However, it’s unlikely because: (1) that game was a long time ago, (2) the Chiefs are better now, (3) the Chiefs are good as a general rule (4) they rarely play that way, (5) are at home now, (6) just had a bye, (7) oh, and Terrance Mitchell.

For all those reasons, the first performance tells us very little about the Chiefs we’ll get on Sunday; even though it still tells us a lot about what the Steelers can do to any opponent who plays miserably. Okay? Great. Yes, you now. In the front row. Always so attentive. With the Certified Baseball Vision Goggles. Your question?”

“And what about the 2014 New England game? Are you calling that a fluke!?!? We benched Tom Brady!!”

throws book

Come on in, the Kool Aid’s fine!

Let’s ask: can we find a team that lost by 20+ points one time, but lost no other games that same season by more than eight?

That’s what this year’s Chiefs have done so far. Let’s find other teams like them; teams that had one head-scratcher of a game, but were otherwise highly competitive. Maybe if we can find teams who lost big once, but were clearly still very good, we can figure out how relevant this 14-43 drubbing really is.

My method for this search is simple. For each year of the Andy Reid Era, I will compile a list of teams that lost games by at least nine points in the regular season. Any team with one, and only one, game has a chance of being like this year’s Chiefs. I will look at the result of that game and see how big the margin of defeat was. If it was large, then we will have found a Kansas City parallel.

2016

Just for fun, this season featured four teams who lost only one game by 9+ points. They are the top two seeds in both conferences: Dallas, Atlanta, New England, Kansas City. None of them lost as badly as Kansas City did.

In the Reid Era, the Chiefs lost only two games by nine-plus points in 2013, 2014, and 2015. This is the first year they have lost merely one. That’s a consistent ability to keep losses close over the last four seasons, with this being their best season yet.

2015

Last year, the Panthers managed to lose zero games by nine-plus points. They made the Super Bowl.

Five teams managed to lose just one such game. The biggest loss out of the one-game group was suffered by the Denver Broncos, at home this time, against our very own Chiefs. A point-margin of 16. Denver went on to win the Super Bowl. Gross.

2014

Only the Seahawks managed to lose just one game by nine-plus points. It was not a blowout. They made the Super Bowl.

The teams with two such losses each were the Steelers, Ravens, Patriots, and Chiefs. The Steelers and Ravens actually exchanged blowout losses with each other that year, each of them losing on the road to each other. That’s some see-saw variance.

By the way, according to FO, Pittsburgh is the most high variance team this season. This is a good sign for Kansas City, given what we know about Big Ben’s road troubles, Reid’s record after the bye, and so on. Though I doubt either team comes out flat, Pittsburgh, being the road team, and also the more inconsistent team, is the more likely of the two to simply have an off day.

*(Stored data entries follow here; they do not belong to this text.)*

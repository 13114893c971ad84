//! Traits for the external collaborators the core depends on.

use std::collections::HashMap;

use async_trait::async_trait;

use crate::error::SourceError;
use crate::report::{EarlyWarningReport, RawReport};
use crate::scale::ReportKind;

/// A named administrative place with its phonetic reading.
#[derive(Debug, Clone, PartialEq)]
pub struct NamedPlace {
    pub name: String,
    /// Reading as delivered by the dataset (katakana).
    pub reading: String,
}

/// The three administrative tiers of the reference dataset.
#[derive(Debug, Clone, Default, PartialEq)]
pub struct NameTiers {
    pub prefectures: Vec<NamedPlace>,
    pub cities: Vec<NamedPlace>,
    pub wards: Vec<NamedPlace>,
}

impl NameTiers {
    /// All places across the three tiers, prefecture tier first.
    pub fn iter(&self) -> impl Iterator<Item = &NamedPlace> {
        self.prefectures
            .iter()
            .chain(self.cities.iter())
            .chain(self.wards.iter())
    }
}

/// Source of upstream earthquake reports, one fetch per kind.
///
/// Each call is independent and may fail independently; the aggregator
/// tolerates any subset of the four kinds being absent.
#[async_trait]
pub trait ReportSource: Send + Sync {
    async fn fetch(&self, kind: ReportKind) -> Result<Vec<RawReport>, SourceError>;
}

/// Source of the administrative place-name reference dataset, fetched once
/// at startup. A failure leaves the dictionary empty (readings degrade to
/// blank), never fatal.
#[async_trait]
pub trait PlaceNameSource: Send + Sync {
    async fn fetch_administrative_names(&self) -> Result<NameTiers, SourceError>;
}

/// Persisted store for user-entered reading overrides.
///
/// The mapping is small and user-curated; reads and writes are synchronous.
/// Implementations must treat a corrupted store as empty rather than erroring
/// on ambient load.
pub trait OverrideStore: Send + Sync {
    fn load(&self) -> Result<HashMap<String, String>, SourceError>;
    fn save(&self, overrides: &HashMap<String, String>) -> Result<(), SourceError>;
}

/// Fire-and-forget delivery of early-warning alerts to the UI layer.
///
/// Delivery must be idempotent per correlation id while an alert for that
/// id is active; callers gate duplicates before invoking the sink.
pub trait AlertSink: Send + Sync {
    fn notify(&self, warning: &EarlyWarningReport);
}
//! Error type for collaborator operations.

use thiserror::Error;

/// Errors produced by the external collaborators (report feed, place-name
/// dataset, override store).
///
/// These are recovered locally by the consuming layer: a failed fetch
/// degrades that subsystem for the poll, it never aborts the poll itself.
#[derive(Debug, Error)]
pub enum SourceError {
    /// Network-level request failure.
    #[error("request failed: {0}")]
    Request(String),

    /// Non-2xx response from the upstream service.
    #[error("unexpected HTTP status {0}")]
    Status(u16),

    /// Response body failed to decode.
    #[error("decode failed: {0}")]
    Decode(#[from] serde_json::Error),

    /// Persistent store read/write failure.
    #[error("store error: {0}")]
    Store(String),
}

The Patriots, aside from the 41-14 affair in Kansas City, lost their other game in the chart by 13. Almost fits our criteria. They would go on to win the Super Bowl.

2013

The Broncos, Seahawks, and Patriots managed to lose no games by nine-plus points in 2013. Of course, the Broncos then lost the Super Bowl to the Seahawks 43-8.

lol

The Patriots made the AFC Championship game. Only the Chargers managed to lose just one game by nine-plus; but it was a close game.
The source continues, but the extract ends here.